Your assignment >>
For the word "OracleError", search the records and show each line in which it occurs.

Entries provided >>
......

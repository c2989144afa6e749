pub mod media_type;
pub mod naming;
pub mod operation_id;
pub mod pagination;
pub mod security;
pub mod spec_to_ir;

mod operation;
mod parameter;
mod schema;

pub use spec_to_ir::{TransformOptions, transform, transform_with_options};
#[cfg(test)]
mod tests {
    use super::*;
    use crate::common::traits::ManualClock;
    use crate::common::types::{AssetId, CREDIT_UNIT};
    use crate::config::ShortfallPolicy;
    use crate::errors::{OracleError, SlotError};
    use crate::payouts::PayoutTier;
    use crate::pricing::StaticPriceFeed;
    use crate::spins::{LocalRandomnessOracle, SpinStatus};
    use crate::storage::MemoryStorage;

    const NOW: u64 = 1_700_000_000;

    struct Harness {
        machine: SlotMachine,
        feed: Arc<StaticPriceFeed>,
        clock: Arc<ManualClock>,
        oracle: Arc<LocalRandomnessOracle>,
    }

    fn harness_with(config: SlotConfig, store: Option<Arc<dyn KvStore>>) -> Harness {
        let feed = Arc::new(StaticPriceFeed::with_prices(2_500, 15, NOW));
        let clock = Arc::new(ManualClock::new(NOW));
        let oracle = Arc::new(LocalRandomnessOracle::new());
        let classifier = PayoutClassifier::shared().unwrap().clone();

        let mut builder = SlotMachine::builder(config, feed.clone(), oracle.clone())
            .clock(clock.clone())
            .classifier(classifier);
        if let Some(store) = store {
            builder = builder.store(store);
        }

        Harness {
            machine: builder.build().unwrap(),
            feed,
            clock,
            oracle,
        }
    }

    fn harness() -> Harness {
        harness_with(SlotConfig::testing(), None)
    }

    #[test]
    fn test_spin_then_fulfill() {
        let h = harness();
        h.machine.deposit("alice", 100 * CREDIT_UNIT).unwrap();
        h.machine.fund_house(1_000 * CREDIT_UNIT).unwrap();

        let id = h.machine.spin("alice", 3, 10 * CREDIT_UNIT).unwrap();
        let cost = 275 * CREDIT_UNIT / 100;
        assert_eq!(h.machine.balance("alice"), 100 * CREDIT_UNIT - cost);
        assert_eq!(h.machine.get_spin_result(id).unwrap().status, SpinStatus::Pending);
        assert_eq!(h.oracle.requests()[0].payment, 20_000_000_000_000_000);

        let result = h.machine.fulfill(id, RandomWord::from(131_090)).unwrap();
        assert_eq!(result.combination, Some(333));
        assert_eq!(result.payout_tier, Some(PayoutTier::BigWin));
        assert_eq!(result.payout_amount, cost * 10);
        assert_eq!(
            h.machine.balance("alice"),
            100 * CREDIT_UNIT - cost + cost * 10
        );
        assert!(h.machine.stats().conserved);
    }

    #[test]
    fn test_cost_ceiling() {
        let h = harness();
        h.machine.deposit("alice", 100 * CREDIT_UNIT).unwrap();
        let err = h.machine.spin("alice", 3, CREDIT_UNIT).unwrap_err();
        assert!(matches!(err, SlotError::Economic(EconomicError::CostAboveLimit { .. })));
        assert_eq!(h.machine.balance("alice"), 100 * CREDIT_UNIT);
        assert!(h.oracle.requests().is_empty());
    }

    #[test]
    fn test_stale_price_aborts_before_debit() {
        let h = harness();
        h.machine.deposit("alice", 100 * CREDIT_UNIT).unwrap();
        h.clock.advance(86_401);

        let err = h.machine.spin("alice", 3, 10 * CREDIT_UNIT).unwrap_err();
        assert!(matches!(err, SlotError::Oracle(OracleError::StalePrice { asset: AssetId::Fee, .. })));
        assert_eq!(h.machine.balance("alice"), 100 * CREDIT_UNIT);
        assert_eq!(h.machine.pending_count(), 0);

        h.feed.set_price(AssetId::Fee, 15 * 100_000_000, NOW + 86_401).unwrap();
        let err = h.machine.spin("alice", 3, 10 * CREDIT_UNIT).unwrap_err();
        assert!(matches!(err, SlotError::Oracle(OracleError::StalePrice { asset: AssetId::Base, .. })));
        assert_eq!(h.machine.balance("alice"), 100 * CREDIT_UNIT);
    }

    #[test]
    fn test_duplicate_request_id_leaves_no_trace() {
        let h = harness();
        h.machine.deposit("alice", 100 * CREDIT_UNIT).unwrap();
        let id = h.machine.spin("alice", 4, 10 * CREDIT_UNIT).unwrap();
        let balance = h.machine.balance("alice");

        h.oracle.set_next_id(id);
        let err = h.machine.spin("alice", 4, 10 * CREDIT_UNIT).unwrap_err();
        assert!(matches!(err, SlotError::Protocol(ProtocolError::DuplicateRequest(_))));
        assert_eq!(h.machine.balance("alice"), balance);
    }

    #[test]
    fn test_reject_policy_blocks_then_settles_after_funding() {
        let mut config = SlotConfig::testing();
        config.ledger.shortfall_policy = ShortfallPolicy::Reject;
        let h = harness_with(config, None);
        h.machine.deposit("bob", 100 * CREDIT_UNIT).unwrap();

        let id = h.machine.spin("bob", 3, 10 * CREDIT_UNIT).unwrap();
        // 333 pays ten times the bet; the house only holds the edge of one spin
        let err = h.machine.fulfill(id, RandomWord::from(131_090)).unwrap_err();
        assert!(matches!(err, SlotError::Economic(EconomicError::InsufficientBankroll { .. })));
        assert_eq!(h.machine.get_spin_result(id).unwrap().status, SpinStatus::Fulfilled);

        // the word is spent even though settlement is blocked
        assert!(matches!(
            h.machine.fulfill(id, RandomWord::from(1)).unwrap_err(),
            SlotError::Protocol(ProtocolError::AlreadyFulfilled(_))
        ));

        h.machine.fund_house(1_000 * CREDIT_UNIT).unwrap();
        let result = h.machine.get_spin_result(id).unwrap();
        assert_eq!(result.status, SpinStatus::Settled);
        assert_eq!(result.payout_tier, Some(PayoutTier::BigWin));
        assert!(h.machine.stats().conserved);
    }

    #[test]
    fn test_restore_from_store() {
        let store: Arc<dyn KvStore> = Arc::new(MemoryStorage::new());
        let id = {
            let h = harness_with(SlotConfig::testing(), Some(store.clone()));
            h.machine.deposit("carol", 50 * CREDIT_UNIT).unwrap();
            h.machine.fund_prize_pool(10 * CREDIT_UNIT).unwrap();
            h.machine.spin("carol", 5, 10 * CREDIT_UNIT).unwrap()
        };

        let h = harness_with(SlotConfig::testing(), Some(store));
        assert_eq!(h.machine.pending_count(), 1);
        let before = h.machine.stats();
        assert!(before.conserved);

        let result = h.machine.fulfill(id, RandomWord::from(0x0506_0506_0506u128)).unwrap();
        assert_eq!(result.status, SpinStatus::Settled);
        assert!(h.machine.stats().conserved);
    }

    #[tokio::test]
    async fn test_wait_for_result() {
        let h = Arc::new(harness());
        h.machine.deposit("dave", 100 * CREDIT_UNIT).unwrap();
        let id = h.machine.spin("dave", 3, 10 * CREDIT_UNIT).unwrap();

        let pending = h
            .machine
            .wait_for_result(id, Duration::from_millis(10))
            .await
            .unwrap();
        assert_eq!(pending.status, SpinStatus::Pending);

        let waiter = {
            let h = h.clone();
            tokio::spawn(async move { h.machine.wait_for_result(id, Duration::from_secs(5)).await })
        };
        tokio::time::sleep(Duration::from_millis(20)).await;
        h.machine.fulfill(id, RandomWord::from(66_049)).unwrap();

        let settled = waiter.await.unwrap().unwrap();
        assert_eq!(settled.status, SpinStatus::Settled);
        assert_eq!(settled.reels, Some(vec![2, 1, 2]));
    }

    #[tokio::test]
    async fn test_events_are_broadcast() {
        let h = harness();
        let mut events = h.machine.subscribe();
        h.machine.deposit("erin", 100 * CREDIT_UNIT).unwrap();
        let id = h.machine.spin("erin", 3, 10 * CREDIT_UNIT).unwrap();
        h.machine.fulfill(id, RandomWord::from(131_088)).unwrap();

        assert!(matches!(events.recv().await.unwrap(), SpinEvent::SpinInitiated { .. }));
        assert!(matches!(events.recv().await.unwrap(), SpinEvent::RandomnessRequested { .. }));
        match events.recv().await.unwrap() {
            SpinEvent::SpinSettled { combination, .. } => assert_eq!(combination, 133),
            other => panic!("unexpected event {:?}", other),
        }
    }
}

......

Solution to the exercise >>
    use crate::errors::{OracleError, SlotError};
        assert!(matches!(err, SlotError::Oracle(OracleError::StalePrice { asset: AssetId::Fee, .. })));
        assert!(matches!(err, SlotError::Oracle(OracleError::StalePrice { asset: AssetId::Base, .. })));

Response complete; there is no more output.